━━━ Extracted information ━━━

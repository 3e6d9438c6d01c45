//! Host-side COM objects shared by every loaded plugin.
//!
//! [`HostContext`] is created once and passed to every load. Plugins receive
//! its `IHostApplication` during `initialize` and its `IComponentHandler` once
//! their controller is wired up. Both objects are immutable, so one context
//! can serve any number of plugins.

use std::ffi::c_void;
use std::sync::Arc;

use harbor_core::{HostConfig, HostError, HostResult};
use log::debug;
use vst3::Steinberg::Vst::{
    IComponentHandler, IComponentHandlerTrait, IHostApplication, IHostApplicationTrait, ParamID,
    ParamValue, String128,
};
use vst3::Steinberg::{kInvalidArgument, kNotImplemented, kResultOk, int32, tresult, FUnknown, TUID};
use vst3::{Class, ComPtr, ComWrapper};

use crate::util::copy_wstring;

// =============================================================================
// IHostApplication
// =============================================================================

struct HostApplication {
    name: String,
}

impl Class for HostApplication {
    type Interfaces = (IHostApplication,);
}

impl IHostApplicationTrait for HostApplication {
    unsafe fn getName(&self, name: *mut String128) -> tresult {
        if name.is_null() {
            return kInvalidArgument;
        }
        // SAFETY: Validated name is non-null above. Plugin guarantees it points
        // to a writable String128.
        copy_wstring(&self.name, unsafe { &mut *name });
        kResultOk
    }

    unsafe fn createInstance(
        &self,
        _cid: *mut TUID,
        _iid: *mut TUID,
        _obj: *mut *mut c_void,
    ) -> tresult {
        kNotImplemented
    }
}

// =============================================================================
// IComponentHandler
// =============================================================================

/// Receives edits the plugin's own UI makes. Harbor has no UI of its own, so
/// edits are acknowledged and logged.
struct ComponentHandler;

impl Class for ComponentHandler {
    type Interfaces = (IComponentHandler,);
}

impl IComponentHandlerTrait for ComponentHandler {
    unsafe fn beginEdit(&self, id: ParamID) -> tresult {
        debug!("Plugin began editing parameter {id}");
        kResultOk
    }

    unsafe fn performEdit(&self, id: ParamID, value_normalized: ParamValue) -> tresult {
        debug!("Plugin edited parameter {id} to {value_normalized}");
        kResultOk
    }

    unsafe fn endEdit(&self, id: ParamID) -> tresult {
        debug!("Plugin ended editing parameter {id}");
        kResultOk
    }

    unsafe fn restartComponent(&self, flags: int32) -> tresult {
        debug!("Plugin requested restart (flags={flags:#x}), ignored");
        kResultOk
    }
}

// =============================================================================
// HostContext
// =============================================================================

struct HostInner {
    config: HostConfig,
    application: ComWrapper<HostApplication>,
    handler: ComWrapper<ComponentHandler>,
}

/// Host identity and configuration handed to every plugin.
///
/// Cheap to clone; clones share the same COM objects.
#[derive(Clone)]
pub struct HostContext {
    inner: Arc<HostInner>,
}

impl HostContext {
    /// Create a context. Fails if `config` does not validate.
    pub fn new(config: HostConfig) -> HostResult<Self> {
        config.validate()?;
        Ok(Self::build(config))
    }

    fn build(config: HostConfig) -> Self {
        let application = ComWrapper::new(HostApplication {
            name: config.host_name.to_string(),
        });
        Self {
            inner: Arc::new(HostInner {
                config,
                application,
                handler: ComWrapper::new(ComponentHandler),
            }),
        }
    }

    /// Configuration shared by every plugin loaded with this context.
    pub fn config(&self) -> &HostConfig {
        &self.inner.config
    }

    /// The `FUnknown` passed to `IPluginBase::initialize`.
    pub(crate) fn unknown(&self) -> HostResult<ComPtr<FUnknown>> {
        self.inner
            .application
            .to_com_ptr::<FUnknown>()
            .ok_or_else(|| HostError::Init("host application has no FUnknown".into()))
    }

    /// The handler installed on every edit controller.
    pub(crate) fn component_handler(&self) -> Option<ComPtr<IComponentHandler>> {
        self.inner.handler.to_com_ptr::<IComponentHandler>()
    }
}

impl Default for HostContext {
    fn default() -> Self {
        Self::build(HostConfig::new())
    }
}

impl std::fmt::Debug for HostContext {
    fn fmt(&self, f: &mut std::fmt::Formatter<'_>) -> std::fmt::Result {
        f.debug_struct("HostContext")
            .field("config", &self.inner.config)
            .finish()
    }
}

━━━
━━━ Extracted information ━━━

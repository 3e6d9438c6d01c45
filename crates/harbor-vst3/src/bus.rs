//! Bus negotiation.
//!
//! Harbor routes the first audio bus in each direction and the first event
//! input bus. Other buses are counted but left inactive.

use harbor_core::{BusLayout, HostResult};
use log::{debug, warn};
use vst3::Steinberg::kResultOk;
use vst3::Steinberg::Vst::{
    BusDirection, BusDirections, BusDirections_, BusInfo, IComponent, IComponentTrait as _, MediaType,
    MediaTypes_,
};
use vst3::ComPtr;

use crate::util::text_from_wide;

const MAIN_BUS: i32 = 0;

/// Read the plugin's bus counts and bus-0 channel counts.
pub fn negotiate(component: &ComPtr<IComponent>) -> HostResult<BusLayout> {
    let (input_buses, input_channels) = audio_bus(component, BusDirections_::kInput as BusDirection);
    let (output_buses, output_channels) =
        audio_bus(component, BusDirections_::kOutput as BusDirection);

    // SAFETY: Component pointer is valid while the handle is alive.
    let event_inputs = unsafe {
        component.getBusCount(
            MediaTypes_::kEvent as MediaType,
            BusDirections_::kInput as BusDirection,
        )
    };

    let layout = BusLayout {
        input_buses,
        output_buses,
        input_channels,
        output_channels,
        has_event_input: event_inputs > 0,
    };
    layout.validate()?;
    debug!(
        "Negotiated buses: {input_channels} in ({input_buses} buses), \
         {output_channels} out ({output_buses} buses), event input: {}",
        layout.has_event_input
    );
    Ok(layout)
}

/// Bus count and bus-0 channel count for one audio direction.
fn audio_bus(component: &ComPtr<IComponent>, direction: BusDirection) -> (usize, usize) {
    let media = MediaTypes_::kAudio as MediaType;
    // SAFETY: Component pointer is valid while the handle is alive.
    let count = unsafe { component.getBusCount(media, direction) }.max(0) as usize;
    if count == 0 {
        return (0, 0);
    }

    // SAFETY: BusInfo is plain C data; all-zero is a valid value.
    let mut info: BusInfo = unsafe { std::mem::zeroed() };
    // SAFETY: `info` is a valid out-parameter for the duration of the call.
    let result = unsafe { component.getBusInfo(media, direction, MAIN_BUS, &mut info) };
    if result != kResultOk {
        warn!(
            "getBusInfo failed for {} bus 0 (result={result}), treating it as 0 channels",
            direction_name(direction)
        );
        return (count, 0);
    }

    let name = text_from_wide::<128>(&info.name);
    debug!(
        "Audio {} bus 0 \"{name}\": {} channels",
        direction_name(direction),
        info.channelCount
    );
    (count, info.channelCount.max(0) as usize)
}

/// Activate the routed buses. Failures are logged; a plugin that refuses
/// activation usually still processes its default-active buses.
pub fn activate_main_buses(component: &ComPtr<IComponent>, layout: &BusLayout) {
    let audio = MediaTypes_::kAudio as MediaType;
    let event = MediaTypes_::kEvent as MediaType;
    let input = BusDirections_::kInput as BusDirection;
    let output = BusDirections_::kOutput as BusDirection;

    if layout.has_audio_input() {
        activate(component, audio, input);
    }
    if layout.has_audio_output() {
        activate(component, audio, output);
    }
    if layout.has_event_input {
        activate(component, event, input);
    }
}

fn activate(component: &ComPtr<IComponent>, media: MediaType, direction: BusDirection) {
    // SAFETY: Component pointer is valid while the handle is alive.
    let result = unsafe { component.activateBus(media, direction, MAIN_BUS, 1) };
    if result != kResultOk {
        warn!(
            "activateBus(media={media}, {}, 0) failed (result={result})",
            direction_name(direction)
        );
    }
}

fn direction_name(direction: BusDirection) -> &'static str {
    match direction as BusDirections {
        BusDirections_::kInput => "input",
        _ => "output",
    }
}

━━━
━━━ Extracted information ━━━

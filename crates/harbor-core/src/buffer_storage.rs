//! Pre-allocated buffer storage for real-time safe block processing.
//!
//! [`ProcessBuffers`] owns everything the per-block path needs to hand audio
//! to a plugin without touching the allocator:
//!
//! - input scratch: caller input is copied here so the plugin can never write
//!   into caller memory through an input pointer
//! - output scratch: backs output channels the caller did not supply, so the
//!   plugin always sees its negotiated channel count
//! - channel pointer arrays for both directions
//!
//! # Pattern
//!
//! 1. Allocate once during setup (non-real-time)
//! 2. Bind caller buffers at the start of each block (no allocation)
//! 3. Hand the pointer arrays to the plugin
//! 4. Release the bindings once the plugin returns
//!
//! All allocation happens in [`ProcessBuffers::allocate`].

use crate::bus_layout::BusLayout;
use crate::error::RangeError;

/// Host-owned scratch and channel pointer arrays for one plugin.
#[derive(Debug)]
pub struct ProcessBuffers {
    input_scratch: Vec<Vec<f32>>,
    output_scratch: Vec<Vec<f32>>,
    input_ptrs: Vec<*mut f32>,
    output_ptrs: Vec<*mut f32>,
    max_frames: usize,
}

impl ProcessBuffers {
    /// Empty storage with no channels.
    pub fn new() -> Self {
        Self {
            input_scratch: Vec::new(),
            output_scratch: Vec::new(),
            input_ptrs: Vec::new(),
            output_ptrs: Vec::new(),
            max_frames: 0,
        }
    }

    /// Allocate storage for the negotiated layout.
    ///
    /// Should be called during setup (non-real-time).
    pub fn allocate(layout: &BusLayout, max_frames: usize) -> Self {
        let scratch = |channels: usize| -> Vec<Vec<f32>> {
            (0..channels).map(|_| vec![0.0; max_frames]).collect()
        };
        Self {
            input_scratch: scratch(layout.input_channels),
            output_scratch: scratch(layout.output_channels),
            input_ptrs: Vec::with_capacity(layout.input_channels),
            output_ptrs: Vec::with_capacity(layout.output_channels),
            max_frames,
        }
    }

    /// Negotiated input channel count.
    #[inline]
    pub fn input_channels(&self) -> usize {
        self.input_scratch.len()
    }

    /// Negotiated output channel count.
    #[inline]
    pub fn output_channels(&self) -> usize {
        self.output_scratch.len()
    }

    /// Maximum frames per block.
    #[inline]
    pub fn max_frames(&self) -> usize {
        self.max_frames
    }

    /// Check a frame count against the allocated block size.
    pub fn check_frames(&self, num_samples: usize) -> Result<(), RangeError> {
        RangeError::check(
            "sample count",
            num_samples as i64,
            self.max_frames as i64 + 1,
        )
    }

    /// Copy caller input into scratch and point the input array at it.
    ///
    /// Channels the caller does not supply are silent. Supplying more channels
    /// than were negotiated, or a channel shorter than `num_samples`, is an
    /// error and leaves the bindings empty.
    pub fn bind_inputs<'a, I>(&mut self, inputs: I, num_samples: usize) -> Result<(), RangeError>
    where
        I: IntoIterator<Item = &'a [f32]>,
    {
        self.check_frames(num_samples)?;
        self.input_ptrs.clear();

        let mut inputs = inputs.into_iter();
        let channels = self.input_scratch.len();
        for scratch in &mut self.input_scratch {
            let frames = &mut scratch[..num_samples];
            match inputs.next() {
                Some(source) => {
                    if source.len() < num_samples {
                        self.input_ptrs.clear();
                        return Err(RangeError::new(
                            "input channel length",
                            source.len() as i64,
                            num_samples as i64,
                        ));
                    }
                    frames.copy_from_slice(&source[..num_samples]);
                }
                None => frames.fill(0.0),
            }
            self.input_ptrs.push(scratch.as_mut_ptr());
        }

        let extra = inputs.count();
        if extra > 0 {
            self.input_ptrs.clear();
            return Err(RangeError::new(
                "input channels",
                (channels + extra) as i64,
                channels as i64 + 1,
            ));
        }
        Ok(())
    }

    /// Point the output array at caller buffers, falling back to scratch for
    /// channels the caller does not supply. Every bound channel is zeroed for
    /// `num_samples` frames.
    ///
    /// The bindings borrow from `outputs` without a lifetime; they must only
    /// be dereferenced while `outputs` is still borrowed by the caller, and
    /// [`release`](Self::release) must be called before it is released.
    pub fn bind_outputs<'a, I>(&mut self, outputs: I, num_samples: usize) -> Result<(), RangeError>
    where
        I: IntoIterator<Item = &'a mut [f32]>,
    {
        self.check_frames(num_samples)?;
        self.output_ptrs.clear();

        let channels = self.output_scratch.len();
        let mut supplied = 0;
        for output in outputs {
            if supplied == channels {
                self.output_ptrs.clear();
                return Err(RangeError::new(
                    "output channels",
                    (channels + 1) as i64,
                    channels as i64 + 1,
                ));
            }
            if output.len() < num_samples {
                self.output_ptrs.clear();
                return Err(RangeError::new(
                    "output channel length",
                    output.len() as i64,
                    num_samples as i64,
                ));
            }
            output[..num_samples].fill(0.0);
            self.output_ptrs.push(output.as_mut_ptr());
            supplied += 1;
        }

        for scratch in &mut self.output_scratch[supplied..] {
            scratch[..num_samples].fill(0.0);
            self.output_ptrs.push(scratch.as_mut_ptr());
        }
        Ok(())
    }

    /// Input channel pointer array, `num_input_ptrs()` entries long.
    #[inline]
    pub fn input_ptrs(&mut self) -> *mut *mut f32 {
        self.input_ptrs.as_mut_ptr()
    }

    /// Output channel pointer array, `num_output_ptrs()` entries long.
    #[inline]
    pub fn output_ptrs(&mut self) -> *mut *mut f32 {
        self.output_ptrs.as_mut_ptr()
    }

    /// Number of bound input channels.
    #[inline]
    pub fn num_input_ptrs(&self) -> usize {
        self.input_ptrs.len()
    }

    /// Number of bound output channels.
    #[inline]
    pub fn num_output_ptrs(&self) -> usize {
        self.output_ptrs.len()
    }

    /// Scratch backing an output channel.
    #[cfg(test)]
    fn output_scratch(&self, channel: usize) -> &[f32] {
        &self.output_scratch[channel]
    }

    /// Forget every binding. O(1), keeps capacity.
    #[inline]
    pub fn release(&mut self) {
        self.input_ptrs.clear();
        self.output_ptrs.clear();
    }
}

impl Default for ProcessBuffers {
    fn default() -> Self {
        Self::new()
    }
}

━━━

### Work order
Taking the records above as a whole, work out how many of their lines hold the word "BusLayout". The reply should be that number alone.

### Result
6